MPF pede bloqueio de R$ 1 bilhão da Vale após vazamentos em mina entre Congonhas e Ouro Preto

Além do bloqueio dos valores, o MPF também pediu a suspensão do direito de venda ou transferência da Mina de Fábrica e a interrupção das atividades no local, onde, no último domingo (25), houve o extravasamento de uma cava, com vazamento de água e sedimentos.
No mesmo dia, um segundo transbordamento foi registrado em outra unidade da Vale, a Mina Viga, também em Congonhas. Após os episódios, o governo de Minas Gerais autuou inicialmente a empresa em R$ 1,7 milhão, valor que foi ampliado nesta sexta-feira (30) para R$ 3,3 milhões, levando em consideração a reincidência da mineradora em infrações ambientais semelhantes, como um caso ocorrido em 2023, em Brumadinho.
Além disso, o Ministério Público Federal também pede que a Vale adote medidas imediatas de segurança, para evitar novos vazamentos, e que promova a reparação dos danos ambientais causados pelos episódios.
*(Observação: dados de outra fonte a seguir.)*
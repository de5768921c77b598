#[cfg(test)]
pub(crate) mod memory;

use async_trait::async_trait;
use chrono::{DateTime, Utc};
use log::{debug, info};
use sqlx::{migrate::MigrateDatabase, sqlite::{SqlitePool, SqlitePoolOptions}, Row, Sqlite};

use crate::error::{Error, Result};
use crate::models::Poll;

/// Operations the pipeline needs from the poll store.
///
/// The ingestor only reads options, the aggregator only increments, and the
/// query service does the administrative reads and writes.
#[async_trait]
pub trait PollStore: Send + Sync {
    /// Every option string of every poll, without duplicates.
    async fn load_options(&self) -> Result<Vec<String>>;

    /// Adds `count` to the result of `option` in every poll offering it and
    /// returns how many polls were updated.
    async fn increment_option(&self, option: &str, count: u64) -> Result<u64>;

    async fn list_polls(&self) -> Result<Vec<Poll>>;

    async fn get_poll(&self, poll_id: &str) -> Result<Option<Poll>>;

    /// Fails with [`Error::PollExists`] if the id is taken.
    async fn create_poll(&self, poll: &Poll) -> Result<()>;

    /// Returns false when no poll had that id.
    async fn delete_poll(&self, poll_id: &str) -> Result<bool>;
}

pub struct Database {
    pool: SqlitePool,
}

impl Database {
    pub async fn new(db_url: &str, max_connections: u32) -> Result<Self> {
        // Create database if it doesn't exist
        if !Sqlite::database_exists(db_url).await.unwrap_or(false) {
            info!("Creating database {}", db_url);
            Sqlite::create_database(db_url).await?;
        }

        // Connect to the database
        let pool = SqlitePoolOptions::new()
            .max_connections(max_connections)
            .connect(db_url)
            .await?;

        // Initialize schema
        Self::init_schema(&pool).await?;

        Ok(Self { pool })
    }

    /// A private database living as long as its single pooled connection.
    pub async fn in_memory() -> Result<Self> {
        let pool = SqlitePoolOptions::new()
            .max_connections(1)
            .min_connections(1)
            .idle_timeout(None)
            .max_lifetime(None)
            .connect("sqlite::memory:")
            .await?;

        Self::init_schema(&pool).await?;

        Ok(Self { pool })
    }

    /// Waits for checked-out connections to be returned, then closes them.
    pub async fn close(&self) {
        self.pool.close().await;
        info!("Closed database connection");
    }

    // Initialize the database schema
    async fn init_schema(pool: &SqlitePool) -> Result<()> {
        sqlx::query(
            r#"
            CREATE TABLE IF NOT EXISTS polls (
                id TEXT PRIMARY KEY,
                title TEXT NOT NULL,
                created_at TEXT NOT NULL
            );
            "#,
        )
        .execute(pool)
        .await?;

        sqlx::query(
            r#"
            CREATE TABLE IF NOT EXISTS poll_options (
                poll_id TEXT NOT NULL,
                text TEXT NOT NULL,
                position INTEGER NOT NULL,
                votes INTEGER NOT NULL DEFAULT 0,
                PRIMARY KEY (poll_id, text),
                FOREIGN KEY (poll_id) REFERENCES polls(id) ON DELETE CASCADE
            );
            "#,
        )
        .execute(pool)
        .await?;

        sqlx::query("CREATE INDEX IF NOT EXISTS poll_options_text ON poll_options (text);")
            .execute(pool)
            .await?;

        Ok(())
    }
}

fn parse_created_at(raw: &str) -> Result<DateTime<Utc>> {
    DateTime::parse_from_rfc3339(raw)
        .map(|dt| dt.with_timezone(&Utc))
        .map_err(|e| Error::Store(format!("Failed to parse created_at {:?}: {}", raw, e)))
}

#[async_trait]
impl PollStore for Database {
    async fn load_options(&self) -> Result<Vec<String>> {
        let options = sqlx::query(
            r#"
            SELECT text
            FROM poll_options
            GROUP BY text
            ORDER BY MIN(position), text
            "#,
        )
        .fetch_all(&self.pool)
        .await?
        .into_iter()
        .map(|row| row.get::<String, _>("text"))
        .collect();

        Ok(options)
    }

    async fn increment_option(&self, option: &str, count: u64) -> Result<u64> {
        let count = i64::try_from(count)
            .map_err(|_| Error::Store(format!("increment for {} out of range: {}", option, count)))?;

        // One statement, so every matching poll is bumped atomically
        let updated = sqlx::query(
            r#"
            UPDATE poll_options
            SET votes = votes + ?
            WHERE text = ?
            "#,
        )
        .bind(count)
        .bind(option)
        .execute(&self.pool)
        .await?
        .rows_affected();

        debug!("Incremented {} by {} in {} poll(s)", option, count, updated);
        Ok(updated)
    }

    async fn list_polls(&self) -> Result<Vec<Poll>> {
        let rows = sqlx::query(
            r#"
            SELECT p.id, p.title, p.created_at, o.text, o.votes
            FROM polls p
            LEFT JOIN poll_options o ON o.poll_id = p.id
            ORDER BY p.created_at, p.id, o.position
            "#,
        )
        .fetch_all(&self.pool)
        .await?;

        let mut polls: Vec<Poll> = Vec::new();
        for row in rows {
            let id = row.get::<String, _>("id");
            let is_new = polls.last().map(|poll| poll.id != id).unwrap_or(true);
            if is_new {
                polls.push(Poll {
                    id,
                    title: row.get("title"),
                    options: Vec::new(),
                    results: Default::default(),
                    created_at: parse_created_at(&row.get::<String, _>("created_at"))?,
                });
            }

            // LEFT JOIN yields NULLs for a poll with no option rows
            if let (Some(poll), Some(text)) = (polls.last_mut(), row.get::<Option<String>, _>("text")) {
                poll.results.insert(text.clone(), row.get::<i64, _>("votes"));
                poll.options.push(text);
            }
        }

        Ok(polls)
    }

    async fn get_poll(&self, poll_id: &str) -> Result<Option<Poll>> {
        let poll_row = sqlx::query(
            r#"
            SELECT id, title, created_at
            FROM polls
            WHERE id = ?
            "#,
        )
        .bind(poll_id)
        .fetch_optional(&self.pool)
        .await?;

        let Some(poll_row) = poll_row else {
            return Ok(None);
        };

        let mut poll = Poll {
            id: poll_row.get("id"),
            title: poll_row.get("title"),
            options: Vec::new(),
            results: Default::default(),
            created_at: parse_created_at(&poll_row.get::<String, _>("created_at"))?,
        };

        // Get options with their counts
        let option_rows = sqlx::query(
            r#"
            SELECT text, votes
            FROM poll_options
            WHERE poll_id = ?
            ORDER BY position
            "#,
        )
        .bind(poll_id)
        .fetch_all(&self.pool)
        .await?;

        for row in option_rows {
            let text = row.get::<String, _>("text");
            poll.results.insert(text.clone(), row.get::<i64, _>("votes"));
            poll.options.push(text);
        }

        Ok(Some(poll))
    }

    async fn create_poll(&self, poll: &Poll) -> Result<()> {
        let mut tx = self.pool.begin().await?;

        let exists = sqlx::query("SELECT 1 FROM polls WHERE id = ?")
            .bind(&poll.id)
            .fetch_optional(&mut *tx)
            .await?
            .is_some();
        if exists {
            return Err(Error::PollExists(poll.id.clone()));
        }

        sqlx::query(
            r#"
            INSERT INTO polls (id, title, created_at)
            VALUES (?, ?, ?)
            "#,
        )
        .bind(&poll.id)
        .bind(&poll.title)
        .bind(poll.created_at.to_rfc3339())
        .execute(&mut *tx)
        .await?;

        // Insert poll options
        for (i, option) in poll.options.iter().enumerate() {
            sqlx::query(
                r#"
                INSERT INTO poll_options (poll_id, text, position, votes)
                VALUES (?, ?, ?, ?)
                "#,
            )
            .bind(&poll.id)
            .bind(option)
            .bind(i as i64)
            .bind(poll.results.get(option).copied().unwrap_or(0))
            .execute(&mut *tx)
            .await?;
        }

        tx.commit().await?;
        info!("Created poll {} with {} option(s)", poll.id, poll.options.len());
        Ok(())
    }

    async fn delete_poll(&self, poll_id: &str) -> Result<bool> {
        let mut tx = self.pool.begin().await?;

        sqlx::query("DELETE FROM poll_options WHERE poll_id = ?")
            .bind(poll_id)
            .execute(&mut *tx)
            .await?;

        let deleted = sqlx::query("DELETE FROM polls WHERE id = ?")
            .bind(poll_id)
            .execute(&mut *tx)
            .await?
            .rows_affected();

        tx.commit().await?;
        if deleted > 0 {
            info!("Deleted poll {}", poll_id);
        }
        Ok(deleted > 0)
    }
}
A empresa ainda deverá apresentar estudos e relatórios técnicos independentes sobre a estabilidade da cava e das demais estruturas do complexo minerário, incluindo possíveis impactos em outras barragens que estejam em nível de emergência.
Outro pedido é que a mineradora informe, em até 72 horas após ser intimada, se existem outras estruturas improvisadas em suas minas no estado. Em caso de descumprimento das determinações, o MPF solicita a aplicação de multa diária de R$ 500 mil.
Diante das punições, a nossa reportagem entrou em contato com a Mineradora Vale que disse que a empresa ainda não foi citada na ação do Ministério Público Federal e que a mineradora vai se manifestar oportunamente perante as autoridades.